#### [WORK TASK]
Would you write out, word for word, each line of the records below from the top through the one holding "PrimitiveType::Float | PrimitiveType::Double"?

[Saved entries]

=== Begin Enclosure ===

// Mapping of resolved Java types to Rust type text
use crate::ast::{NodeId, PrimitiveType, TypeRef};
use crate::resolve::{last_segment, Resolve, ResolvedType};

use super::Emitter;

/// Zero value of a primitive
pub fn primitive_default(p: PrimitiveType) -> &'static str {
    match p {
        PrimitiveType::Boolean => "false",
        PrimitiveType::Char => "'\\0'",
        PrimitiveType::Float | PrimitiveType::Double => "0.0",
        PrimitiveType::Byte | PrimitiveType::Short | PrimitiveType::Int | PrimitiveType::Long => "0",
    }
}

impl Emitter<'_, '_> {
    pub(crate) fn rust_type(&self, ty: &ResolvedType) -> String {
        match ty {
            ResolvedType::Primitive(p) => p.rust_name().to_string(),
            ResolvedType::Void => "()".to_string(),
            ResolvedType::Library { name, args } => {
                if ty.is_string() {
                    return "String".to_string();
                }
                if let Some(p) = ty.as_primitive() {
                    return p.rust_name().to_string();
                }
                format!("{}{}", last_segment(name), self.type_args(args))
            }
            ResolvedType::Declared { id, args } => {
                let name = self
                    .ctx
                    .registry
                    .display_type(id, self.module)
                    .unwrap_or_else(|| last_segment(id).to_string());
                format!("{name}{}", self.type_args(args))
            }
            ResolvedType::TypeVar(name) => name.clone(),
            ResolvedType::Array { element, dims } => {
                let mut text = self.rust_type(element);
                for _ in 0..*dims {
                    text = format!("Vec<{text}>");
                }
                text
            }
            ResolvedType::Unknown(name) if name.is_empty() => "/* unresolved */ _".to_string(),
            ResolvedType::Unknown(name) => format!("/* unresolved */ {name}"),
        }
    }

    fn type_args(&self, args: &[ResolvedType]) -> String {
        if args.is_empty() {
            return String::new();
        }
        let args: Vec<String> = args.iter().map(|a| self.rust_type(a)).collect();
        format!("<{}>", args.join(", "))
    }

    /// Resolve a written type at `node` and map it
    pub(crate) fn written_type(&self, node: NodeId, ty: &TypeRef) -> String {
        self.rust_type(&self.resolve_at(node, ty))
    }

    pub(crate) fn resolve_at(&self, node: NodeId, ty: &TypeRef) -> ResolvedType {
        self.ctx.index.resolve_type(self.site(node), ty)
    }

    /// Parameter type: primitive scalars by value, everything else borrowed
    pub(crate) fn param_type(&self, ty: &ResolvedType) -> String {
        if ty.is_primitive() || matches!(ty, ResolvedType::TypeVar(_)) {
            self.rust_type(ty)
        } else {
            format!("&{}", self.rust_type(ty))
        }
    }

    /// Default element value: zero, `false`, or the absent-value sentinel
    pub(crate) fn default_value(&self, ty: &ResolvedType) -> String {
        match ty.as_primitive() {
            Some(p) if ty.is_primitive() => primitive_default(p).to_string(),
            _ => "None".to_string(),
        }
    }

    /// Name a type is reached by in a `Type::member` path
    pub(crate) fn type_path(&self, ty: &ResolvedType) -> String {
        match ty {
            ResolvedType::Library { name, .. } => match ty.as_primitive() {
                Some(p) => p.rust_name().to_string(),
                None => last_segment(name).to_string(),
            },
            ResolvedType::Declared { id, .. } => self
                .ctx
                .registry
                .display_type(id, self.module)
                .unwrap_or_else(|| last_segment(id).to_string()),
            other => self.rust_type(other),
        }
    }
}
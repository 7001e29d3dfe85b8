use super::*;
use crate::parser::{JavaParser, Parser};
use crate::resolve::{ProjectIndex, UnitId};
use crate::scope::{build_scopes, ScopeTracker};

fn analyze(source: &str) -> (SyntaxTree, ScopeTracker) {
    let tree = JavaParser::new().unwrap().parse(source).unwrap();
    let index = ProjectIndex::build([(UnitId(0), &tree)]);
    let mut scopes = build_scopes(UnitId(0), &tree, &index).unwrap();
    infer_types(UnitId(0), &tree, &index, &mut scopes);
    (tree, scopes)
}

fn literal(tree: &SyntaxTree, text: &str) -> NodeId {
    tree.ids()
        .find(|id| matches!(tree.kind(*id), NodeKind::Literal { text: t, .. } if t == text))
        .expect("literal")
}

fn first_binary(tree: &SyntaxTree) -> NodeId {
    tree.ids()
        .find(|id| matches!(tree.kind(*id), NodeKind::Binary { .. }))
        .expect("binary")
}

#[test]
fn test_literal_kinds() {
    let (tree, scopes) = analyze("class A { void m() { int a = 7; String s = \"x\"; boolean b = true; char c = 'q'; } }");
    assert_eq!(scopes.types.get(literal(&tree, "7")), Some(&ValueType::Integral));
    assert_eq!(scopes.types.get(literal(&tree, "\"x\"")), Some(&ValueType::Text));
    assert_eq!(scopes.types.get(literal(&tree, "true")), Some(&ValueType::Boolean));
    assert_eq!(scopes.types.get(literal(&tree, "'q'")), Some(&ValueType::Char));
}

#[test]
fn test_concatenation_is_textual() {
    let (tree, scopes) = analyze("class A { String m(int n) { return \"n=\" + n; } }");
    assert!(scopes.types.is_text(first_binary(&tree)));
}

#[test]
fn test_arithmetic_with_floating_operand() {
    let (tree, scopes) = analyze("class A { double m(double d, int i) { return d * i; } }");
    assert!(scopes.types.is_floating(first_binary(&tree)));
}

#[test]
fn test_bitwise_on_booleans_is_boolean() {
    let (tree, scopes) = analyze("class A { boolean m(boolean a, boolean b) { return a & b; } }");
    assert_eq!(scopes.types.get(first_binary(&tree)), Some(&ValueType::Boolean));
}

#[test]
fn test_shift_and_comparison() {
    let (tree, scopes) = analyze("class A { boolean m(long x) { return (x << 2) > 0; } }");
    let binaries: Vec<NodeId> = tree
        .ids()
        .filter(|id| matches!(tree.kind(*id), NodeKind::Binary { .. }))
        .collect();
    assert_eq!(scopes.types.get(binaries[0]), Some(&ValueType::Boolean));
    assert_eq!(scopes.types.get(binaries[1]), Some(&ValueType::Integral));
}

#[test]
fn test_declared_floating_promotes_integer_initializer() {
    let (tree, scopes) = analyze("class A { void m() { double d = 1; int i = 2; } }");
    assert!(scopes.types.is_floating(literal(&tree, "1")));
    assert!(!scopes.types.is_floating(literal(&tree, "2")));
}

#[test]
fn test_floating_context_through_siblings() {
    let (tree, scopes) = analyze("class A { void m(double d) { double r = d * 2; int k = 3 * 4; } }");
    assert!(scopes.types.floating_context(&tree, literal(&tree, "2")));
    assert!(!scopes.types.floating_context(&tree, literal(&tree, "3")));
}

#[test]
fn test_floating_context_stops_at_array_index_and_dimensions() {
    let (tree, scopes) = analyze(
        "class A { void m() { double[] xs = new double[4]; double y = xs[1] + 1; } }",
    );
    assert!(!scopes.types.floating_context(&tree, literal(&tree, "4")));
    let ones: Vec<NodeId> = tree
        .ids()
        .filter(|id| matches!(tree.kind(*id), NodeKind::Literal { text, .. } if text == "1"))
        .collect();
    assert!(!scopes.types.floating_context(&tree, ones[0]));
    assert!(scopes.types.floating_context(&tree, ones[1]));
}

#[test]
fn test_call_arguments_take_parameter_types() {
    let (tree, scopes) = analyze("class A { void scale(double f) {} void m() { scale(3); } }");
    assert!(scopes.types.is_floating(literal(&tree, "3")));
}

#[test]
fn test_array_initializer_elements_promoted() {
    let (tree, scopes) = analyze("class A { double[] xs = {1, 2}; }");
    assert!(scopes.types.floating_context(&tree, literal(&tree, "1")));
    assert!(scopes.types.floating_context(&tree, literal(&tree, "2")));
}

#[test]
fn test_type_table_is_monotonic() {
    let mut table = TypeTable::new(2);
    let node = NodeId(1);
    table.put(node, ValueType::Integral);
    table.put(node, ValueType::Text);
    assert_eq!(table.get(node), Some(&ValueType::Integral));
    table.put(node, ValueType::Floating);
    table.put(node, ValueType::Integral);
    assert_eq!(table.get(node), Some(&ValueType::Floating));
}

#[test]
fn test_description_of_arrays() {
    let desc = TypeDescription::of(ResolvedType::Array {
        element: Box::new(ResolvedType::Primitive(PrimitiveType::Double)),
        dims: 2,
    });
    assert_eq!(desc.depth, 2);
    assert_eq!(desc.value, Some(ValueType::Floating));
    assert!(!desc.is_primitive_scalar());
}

=== End Enclosure ===

#### [REPLY TO THE EXERCISE]
// Mapping of resolved Java types to Rust type text
use crate::ast::{NodeId, PrimitiveType, TypeRef};
use crate::resolve::{last_segment, Resolve, ResolvedType};

use super::Emitter;

/// Zero value of a primitive
pub fn primitive_default(p: PrimitiveType) -> &'static str {
    match p {
        PrimitiveType::Boolean => "false",
        PrimitiveType::Char => "'\\0'",
        PrimitiveType::Float | PrimitiveType::Double => "0.0",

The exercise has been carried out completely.